▸ **Saved entries**:
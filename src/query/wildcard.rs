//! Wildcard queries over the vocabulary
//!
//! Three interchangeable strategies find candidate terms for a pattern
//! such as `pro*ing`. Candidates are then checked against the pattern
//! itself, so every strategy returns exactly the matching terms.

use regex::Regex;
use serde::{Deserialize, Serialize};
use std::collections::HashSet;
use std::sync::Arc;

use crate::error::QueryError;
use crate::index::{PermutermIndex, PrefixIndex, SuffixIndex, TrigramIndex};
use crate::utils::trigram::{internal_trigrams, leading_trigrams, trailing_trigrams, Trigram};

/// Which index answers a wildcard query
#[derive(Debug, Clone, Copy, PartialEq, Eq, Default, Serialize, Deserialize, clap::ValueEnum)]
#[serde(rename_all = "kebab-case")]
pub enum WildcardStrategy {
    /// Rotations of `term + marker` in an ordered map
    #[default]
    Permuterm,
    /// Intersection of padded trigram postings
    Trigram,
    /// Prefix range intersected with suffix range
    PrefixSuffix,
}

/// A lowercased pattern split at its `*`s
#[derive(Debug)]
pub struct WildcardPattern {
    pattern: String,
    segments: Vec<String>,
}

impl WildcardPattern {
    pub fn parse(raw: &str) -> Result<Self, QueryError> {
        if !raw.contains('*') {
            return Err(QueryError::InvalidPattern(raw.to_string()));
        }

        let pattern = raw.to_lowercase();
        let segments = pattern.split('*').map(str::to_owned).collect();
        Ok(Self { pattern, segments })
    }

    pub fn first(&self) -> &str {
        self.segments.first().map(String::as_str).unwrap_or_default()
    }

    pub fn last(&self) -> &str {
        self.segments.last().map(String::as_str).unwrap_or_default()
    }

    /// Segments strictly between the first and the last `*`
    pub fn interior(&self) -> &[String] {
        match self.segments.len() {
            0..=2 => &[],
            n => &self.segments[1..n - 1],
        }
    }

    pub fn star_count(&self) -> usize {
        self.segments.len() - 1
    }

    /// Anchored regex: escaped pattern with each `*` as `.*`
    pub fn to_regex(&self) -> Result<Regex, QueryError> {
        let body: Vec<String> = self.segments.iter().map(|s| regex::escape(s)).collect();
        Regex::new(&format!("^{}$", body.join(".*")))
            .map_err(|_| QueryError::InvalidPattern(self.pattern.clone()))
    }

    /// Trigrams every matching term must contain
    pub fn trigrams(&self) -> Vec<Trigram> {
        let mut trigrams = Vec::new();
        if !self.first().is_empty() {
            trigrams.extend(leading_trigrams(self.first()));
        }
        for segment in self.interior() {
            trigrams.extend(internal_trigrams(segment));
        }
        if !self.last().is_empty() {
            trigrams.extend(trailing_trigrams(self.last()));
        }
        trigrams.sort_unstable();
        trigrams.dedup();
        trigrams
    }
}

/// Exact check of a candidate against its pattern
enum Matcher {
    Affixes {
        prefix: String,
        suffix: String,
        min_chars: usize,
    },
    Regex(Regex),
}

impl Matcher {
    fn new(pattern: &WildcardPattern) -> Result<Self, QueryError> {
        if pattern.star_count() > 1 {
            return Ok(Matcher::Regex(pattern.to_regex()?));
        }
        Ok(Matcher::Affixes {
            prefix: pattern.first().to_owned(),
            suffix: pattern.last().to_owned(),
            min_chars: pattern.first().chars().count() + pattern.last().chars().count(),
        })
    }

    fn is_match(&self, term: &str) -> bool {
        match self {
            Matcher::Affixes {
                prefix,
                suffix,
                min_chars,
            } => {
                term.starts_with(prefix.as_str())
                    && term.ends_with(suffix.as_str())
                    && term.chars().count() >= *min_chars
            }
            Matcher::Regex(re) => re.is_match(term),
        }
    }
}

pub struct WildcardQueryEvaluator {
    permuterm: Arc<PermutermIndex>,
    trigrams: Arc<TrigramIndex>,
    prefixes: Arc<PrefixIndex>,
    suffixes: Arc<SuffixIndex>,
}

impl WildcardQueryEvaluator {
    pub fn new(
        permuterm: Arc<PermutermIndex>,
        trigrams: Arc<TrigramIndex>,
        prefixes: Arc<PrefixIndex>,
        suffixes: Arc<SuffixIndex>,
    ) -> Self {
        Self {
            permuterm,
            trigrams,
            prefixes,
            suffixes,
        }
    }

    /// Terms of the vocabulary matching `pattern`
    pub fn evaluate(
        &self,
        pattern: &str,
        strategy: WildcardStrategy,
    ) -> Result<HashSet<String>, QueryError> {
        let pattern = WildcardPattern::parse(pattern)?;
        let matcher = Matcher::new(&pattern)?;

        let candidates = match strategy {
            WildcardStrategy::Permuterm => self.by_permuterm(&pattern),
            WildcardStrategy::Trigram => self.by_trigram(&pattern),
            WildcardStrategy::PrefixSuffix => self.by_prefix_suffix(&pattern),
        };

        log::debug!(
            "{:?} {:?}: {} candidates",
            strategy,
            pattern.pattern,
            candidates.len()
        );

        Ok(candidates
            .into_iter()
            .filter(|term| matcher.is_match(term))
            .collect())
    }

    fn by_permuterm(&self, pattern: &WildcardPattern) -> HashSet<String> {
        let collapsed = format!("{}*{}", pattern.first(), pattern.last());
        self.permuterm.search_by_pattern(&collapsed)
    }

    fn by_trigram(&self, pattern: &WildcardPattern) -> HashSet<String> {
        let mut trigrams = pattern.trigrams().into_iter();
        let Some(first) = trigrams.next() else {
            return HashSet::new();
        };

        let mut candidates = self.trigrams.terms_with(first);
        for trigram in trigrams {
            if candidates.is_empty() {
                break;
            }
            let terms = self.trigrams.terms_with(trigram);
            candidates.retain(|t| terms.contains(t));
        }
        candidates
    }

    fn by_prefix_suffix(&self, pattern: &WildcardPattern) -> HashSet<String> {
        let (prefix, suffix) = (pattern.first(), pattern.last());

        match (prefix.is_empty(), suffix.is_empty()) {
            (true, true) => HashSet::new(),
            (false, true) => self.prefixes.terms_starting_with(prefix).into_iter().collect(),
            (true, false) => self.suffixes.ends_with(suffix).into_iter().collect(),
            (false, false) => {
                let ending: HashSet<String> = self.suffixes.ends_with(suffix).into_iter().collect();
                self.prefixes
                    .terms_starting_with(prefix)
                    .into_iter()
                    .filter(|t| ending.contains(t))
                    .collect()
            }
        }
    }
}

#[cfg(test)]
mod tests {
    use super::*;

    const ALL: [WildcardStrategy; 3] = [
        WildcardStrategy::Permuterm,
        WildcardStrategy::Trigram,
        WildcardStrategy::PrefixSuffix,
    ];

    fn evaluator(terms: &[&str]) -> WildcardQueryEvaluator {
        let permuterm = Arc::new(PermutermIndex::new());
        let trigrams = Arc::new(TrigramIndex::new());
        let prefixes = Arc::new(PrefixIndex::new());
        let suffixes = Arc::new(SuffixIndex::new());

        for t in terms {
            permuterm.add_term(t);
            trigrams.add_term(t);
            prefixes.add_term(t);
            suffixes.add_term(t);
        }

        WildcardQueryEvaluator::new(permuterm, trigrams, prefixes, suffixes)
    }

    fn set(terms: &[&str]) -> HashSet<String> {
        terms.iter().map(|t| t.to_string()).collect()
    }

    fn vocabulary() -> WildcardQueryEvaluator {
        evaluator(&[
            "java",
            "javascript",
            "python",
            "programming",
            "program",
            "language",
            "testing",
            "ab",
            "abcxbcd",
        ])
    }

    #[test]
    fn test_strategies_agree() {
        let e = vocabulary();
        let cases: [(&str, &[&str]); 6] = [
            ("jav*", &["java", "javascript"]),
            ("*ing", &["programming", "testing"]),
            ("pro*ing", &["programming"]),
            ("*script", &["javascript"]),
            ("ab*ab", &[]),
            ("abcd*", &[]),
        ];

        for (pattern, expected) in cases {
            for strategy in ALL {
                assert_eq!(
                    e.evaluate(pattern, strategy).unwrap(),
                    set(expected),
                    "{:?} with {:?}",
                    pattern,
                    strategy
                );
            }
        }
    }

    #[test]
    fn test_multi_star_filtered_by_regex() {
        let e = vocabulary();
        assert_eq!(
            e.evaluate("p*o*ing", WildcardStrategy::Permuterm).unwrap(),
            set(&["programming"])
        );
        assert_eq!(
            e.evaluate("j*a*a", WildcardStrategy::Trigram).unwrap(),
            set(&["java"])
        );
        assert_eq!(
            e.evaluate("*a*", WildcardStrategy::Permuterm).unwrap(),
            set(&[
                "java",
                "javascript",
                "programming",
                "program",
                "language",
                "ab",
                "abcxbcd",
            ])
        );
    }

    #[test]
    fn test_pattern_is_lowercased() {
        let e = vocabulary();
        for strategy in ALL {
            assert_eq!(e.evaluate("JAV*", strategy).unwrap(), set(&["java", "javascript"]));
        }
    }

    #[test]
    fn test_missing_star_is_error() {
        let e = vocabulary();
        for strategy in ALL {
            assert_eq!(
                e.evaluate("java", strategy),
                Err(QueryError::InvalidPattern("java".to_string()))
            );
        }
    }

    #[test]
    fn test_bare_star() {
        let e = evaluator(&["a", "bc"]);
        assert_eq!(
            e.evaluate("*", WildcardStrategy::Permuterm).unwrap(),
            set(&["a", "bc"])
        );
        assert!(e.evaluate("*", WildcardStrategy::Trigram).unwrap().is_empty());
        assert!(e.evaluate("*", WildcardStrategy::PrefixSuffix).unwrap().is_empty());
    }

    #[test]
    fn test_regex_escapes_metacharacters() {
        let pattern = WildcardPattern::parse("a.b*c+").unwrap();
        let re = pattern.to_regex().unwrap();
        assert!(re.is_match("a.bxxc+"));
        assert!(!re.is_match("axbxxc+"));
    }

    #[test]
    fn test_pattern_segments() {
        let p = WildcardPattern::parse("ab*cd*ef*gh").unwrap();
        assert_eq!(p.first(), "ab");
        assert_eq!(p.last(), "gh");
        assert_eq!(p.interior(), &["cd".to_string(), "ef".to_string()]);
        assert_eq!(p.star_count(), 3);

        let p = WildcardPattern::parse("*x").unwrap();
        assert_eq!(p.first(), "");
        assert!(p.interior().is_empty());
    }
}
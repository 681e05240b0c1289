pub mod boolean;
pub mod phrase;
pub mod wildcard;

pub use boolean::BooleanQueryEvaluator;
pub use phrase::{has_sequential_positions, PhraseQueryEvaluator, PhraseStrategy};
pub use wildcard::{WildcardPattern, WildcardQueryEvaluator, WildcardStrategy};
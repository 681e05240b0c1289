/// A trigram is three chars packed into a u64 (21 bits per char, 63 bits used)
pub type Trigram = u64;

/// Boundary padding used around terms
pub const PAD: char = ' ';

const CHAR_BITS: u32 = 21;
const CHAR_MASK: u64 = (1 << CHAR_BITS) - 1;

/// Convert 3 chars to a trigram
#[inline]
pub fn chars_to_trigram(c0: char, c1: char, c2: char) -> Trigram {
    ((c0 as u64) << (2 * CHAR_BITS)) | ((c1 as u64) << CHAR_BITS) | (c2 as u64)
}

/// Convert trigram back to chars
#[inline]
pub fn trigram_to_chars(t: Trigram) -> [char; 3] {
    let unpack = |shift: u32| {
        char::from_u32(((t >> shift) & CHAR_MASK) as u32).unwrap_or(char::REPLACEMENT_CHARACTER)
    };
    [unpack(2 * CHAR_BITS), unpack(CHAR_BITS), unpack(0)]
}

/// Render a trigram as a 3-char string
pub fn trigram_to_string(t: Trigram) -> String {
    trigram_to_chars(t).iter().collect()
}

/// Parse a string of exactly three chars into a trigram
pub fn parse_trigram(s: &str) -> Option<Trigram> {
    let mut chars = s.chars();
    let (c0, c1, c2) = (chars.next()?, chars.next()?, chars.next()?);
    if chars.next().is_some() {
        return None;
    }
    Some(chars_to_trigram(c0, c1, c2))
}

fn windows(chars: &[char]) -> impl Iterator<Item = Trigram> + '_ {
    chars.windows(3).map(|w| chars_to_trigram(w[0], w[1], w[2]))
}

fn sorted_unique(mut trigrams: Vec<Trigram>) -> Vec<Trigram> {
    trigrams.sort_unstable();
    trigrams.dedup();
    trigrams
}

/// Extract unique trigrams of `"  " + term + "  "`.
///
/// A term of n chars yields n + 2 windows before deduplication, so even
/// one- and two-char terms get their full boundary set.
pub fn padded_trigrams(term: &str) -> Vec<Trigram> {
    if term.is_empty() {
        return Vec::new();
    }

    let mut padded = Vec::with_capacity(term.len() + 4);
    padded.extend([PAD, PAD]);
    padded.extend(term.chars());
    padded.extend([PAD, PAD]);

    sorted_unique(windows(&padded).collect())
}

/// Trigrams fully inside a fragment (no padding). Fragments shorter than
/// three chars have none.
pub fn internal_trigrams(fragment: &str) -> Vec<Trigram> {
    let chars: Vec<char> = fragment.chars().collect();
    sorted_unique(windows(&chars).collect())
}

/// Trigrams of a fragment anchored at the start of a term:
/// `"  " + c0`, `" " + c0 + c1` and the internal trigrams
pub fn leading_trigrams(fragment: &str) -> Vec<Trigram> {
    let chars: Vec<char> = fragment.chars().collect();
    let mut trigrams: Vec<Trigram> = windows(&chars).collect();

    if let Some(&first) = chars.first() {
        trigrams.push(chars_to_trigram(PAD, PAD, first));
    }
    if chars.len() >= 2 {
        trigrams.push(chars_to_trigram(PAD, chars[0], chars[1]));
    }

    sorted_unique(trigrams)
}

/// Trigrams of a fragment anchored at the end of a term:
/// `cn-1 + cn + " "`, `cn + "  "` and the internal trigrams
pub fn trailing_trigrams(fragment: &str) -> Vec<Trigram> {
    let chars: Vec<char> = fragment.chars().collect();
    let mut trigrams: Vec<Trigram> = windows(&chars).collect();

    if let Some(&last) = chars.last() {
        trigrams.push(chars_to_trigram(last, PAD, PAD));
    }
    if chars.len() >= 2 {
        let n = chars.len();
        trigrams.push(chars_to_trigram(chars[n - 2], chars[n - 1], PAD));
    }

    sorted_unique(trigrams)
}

==

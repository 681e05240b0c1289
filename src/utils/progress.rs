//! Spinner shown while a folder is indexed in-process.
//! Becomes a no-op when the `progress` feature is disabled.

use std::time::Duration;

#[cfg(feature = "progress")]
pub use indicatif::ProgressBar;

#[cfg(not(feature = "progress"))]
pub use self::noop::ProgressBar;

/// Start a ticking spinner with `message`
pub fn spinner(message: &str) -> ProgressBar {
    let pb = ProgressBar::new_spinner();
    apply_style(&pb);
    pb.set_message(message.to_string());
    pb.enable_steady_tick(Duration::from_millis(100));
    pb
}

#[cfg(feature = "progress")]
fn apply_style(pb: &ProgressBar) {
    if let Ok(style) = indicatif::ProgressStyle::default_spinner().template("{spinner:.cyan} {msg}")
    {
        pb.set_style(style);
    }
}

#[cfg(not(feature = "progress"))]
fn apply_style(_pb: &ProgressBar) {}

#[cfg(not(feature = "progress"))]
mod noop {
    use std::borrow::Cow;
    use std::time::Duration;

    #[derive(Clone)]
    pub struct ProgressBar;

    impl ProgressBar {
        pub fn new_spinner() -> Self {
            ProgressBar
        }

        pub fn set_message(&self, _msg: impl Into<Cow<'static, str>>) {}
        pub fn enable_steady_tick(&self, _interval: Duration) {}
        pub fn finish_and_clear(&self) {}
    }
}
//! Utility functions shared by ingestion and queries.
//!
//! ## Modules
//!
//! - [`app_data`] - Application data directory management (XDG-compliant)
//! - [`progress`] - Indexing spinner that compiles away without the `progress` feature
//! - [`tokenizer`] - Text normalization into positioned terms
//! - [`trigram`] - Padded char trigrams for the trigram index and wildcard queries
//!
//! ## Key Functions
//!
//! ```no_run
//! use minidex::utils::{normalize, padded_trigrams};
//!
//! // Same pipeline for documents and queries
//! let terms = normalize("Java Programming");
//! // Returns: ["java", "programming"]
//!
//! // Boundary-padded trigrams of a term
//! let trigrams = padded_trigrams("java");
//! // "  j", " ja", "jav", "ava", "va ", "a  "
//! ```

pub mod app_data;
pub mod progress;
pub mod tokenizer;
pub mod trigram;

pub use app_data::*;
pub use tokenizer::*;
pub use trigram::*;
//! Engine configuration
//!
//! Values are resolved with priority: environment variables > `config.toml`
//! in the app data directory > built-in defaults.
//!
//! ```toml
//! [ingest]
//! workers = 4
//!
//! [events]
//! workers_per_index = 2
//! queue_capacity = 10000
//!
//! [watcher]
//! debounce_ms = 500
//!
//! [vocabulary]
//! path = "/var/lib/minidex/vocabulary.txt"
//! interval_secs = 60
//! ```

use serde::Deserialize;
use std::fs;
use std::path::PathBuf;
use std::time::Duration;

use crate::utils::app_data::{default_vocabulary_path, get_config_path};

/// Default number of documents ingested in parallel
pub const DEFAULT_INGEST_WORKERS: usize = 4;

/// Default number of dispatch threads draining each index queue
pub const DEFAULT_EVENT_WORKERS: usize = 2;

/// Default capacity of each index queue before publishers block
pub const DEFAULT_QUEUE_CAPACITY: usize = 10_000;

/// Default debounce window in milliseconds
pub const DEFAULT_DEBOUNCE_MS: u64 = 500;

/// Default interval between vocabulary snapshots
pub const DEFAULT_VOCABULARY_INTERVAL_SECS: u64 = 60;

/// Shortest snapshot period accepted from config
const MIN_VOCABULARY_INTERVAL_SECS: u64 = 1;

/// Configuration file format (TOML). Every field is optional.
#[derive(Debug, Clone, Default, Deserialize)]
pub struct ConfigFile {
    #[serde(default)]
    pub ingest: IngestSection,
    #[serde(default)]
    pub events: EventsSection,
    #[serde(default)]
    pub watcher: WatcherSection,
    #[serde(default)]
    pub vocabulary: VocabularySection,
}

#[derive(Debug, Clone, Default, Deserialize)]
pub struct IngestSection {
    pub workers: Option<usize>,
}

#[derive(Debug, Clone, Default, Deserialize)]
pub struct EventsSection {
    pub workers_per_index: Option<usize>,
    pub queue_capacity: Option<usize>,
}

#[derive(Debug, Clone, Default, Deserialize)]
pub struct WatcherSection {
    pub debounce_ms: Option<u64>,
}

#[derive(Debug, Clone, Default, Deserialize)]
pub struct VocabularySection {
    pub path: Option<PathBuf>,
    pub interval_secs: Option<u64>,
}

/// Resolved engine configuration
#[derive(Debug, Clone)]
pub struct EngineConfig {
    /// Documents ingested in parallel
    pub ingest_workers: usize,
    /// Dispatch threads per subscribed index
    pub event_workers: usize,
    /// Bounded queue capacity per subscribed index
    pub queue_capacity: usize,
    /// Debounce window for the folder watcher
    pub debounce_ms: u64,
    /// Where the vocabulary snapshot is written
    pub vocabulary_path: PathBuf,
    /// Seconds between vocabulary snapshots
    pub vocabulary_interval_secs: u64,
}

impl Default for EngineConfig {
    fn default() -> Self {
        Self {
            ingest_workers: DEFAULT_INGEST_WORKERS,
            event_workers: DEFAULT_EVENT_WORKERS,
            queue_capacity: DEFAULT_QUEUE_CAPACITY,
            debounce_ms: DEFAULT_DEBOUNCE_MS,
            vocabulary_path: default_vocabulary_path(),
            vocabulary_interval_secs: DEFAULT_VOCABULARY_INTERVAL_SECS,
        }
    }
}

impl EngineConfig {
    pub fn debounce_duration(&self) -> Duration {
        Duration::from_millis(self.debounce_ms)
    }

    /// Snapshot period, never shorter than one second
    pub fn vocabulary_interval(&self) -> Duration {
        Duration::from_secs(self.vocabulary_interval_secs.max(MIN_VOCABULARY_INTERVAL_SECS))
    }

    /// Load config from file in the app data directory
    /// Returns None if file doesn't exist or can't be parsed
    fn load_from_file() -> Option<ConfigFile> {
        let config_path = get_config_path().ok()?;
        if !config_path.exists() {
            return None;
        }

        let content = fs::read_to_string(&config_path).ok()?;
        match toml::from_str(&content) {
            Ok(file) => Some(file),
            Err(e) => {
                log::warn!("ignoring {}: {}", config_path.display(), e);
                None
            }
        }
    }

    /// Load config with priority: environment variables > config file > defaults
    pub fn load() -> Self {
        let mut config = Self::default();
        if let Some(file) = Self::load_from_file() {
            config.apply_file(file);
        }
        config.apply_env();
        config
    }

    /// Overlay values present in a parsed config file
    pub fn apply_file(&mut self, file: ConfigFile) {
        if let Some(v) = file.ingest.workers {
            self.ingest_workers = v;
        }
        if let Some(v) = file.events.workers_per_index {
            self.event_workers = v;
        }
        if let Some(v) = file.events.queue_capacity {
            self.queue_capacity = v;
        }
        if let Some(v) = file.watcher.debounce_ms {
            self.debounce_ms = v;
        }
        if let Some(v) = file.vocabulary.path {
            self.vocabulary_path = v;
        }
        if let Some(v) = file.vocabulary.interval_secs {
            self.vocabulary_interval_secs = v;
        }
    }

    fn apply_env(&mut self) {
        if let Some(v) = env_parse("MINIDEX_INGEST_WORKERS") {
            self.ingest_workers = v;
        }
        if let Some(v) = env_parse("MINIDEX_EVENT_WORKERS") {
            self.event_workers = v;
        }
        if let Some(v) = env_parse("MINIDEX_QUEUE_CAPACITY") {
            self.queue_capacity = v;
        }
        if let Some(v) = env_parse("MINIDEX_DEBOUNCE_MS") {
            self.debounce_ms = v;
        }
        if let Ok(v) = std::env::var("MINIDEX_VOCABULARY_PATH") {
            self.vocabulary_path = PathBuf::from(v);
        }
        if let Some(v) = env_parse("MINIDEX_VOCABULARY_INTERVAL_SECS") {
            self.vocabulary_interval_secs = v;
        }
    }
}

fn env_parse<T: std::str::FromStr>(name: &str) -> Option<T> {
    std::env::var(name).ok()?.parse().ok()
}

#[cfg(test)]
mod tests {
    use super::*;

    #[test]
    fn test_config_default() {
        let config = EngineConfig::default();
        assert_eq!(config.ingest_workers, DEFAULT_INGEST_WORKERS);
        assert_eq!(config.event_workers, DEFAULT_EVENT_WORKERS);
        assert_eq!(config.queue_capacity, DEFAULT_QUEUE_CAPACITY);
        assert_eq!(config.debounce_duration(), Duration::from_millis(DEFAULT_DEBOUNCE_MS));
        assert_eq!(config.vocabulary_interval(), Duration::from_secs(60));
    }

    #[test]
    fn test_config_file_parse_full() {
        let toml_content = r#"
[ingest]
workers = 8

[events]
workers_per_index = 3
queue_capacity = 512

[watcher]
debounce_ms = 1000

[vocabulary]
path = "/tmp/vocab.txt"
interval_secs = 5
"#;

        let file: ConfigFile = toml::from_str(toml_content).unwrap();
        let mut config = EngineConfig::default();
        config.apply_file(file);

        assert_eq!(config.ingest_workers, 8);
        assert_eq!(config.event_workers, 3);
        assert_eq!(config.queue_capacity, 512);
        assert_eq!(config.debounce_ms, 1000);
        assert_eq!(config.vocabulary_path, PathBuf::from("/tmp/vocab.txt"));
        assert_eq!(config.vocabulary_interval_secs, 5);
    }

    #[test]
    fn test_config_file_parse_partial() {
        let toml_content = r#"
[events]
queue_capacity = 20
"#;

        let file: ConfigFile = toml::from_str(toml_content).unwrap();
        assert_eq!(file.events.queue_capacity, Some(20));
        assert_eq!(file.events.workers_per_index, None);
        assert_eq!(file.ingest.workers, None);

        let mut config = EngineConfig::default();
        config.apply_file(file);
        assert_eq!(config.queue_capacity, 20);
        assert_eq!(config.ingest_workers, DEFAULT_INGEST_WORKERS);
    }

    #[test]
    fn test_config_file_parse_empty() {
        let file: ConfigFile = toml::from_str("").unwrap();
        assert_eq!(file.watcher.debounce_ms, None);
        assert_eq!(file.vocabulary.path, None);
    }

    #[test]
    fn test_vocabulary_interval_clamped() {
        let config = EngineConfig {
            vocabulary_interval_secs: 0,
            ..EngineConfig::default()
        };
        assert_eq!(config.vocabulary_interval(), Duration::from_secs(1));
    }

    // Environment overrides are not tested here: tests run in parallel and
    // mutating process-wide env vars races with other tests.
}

▸ **ACTION ITEM**:
Each line above with the word "matching" must be returned.

▸ **OUTPUT FOR THIS EXERCISE**:
//! itself, so every strategy returns exactly the matching terms.
    /// Trigrams every matching term must contain
    /// Terms of the vocabulary matching `pattern`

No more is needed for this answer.